WHAT IS REQUIRED:
Each line from the start of the entries through the line that contains "for configuration operations." should be output exactly, please.

INPUT MATERIAL:
//! Configuration module for the Scalable Bloom application.
//!
//! This module provides a configuration system that loads settings from
//! files (TOML, JSON) and overrides them with environment variables.
//! All configuration values are validated for correctness before use.

use crate::error::config::ConfigError;
use config::{Config, ConfigError as ExternalConfigError, Environment, File, FileFormat};
use serde::{Deserialize, Serialize};
use std::path::{Path, PathBuf};

pub mod filter;

pub use filter::FilterConfig;

/// Result type for configuration operations.
pub type ConfigResult<T> = Result<T, ConfigError>;

/// Default environment variable prefix for configuration overrides
pub const ENV_PREFIX: &str = "SBF";

/// A trait for types that can be validated.
pub trait Validate {
    /// Validates that the configuration is correct.
    ///
    /// # Returns
    ///
    /// * `Ok(())` if the configuration is valid
    /// * `Err(ConfigError)` if the configuration is invalid
    fn validate(&self) -> ConfigResult<()>;
}

/// Main configuration for the application.
#[derive(Debug, Clone, PartialEq, Serialize, Deserialize, Default)]
pub struct AppConfig {
    /// Filter sizing configuration
    pub filter: FilterConfig,

    /// Log configuration
    pub log: LogConfig,
}

impl Validate for AppConfig {
    fn validate(&self) -> ConfigResult<()> {
        self.filter.validate()?;
        self.log.validate()?;
        Ok(())
    }
}

/// Logging configuration.
#[derive(Debug, Clone, PartialEq, Serialize, Deserialize)]
pub struct LogConfig {
    /// Log level (trace, debug, info, warn, error)
    pub level: String,

    /// Whether to log in JSON format
    pub json: bool,
}

impl Default for LogConfig {
    fn default() -> Self {
        Self {
            level: "info".to_string(),
            json: false,
        }
    }
}

impl Validate for LogConfig {
    fn validate(&self) -> ConfigResult<()> {
        match self.level.as_str() {
            "trace" | "debug" | "info" | "warn" | "error" => Ok(()),
            _ => Err(ConfigError::ValidationError(format!(
                "Invalid log level: {}",
                self.level
            ))),
        }
    }
}

/// Configuration loader.
///
/// Sources are layered in order: built-in defaults, the optional file, then
/// environment variables such as `SBF__FILTER__CAPACITY_HINT`.
#[derive(Debug)]
pub struct ConfigLoader {
    config_path: Option<PathBuf>,
    env_prefix: String,
}

impl ConfigLoader {
    /// Creates a new configuration loader.
    ///
    /// # Arguments
    ///
    /// * `config_path` - Optional path to the configuration file
    /// * `env_prefix` - Prefix for environment variables that override configuration values
    pub fn new<P: AsRef<Path>>(config_path: Option<P>, env_prefix: &str) -> Self {
        Self {
            config_path: config_path.map(|p| p.as_ref().to_path_buf()),
            env_prefix: env_prefix.to_string(),
        }
    }

    /// Loads the configuration from a file and environment variables.
    ///
    /// # Returns
    ///
    /// * `Ok(AppConfig)` if the configuration was loaded successfully
    /// * `Err(ConfigError)` if there was an error loading the configuration
    pub fn load(&self) -> ConfigResult<AppConfig> {
        let mut builder = Config::builder().add_source(
            Config::try_from(&AppConfig::default())
                .map_err(|e| ConfigError::ParseError(e.to_string()))?,
        );

        if let Some(path) = &self.config_path {
            if !path.exists() {
                return Err(ConfigError::FileNotFound(path.clone()));
            }

            let format = match path.extension().and_then(|ext| ext.to_str()) {
                Some("toml") => FileFormat::Toml,
                Some("json") => FileFormat::Json,
                _ => {
                    return Err(ConfigError::ParseError(format!(
                        "Unsupported file extension for: {path:?}"
                    )))
                }
            };
            builder = builder.add_source(File::from(path.as_path()).format(format));
        }

        builder = builder.add_source(
            Environment::with_prefix(&self.env_prefix)
                .separator("__")
                .try_parsing(true),
        );

        let config = builder.build().map_err(|e| match e {
            ExternalConfigError::NotFound(path) => ConfigError::FileNotFound(PathBuf::from(path)),
            other => ConfigError::ParseError(other.to_string()),
        })?;

        let app_config: AppConfig = config
            .try_deserialize()
            .map_err(|e| ConfigError::ParseError(e.to_string()))?;

        app_config.validate()?;
        tracing::debug!(?app_config, "Configuration loaded");

        Ok(app_config)
    }
}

EXPECTED ANSWER:
//! Configuration module for the Scalable Bloom application.
//!
//! This module provides a configuration system that loads settings from
//! files (TOML, JSON) and overrides them with environment variables.
//! All configuration values are validated for correctness before use.

use crate::error::config::ConfigError;
use config::{Config, ConfigError as ExternalConfigError, Environment, File, FileFormat};
use serde::{Deserialize, Serialize};
use std::path::{Path, PathBuf};

pub mod filter;

pub use filter::FilterConfig;

/// Result type for configuration operations.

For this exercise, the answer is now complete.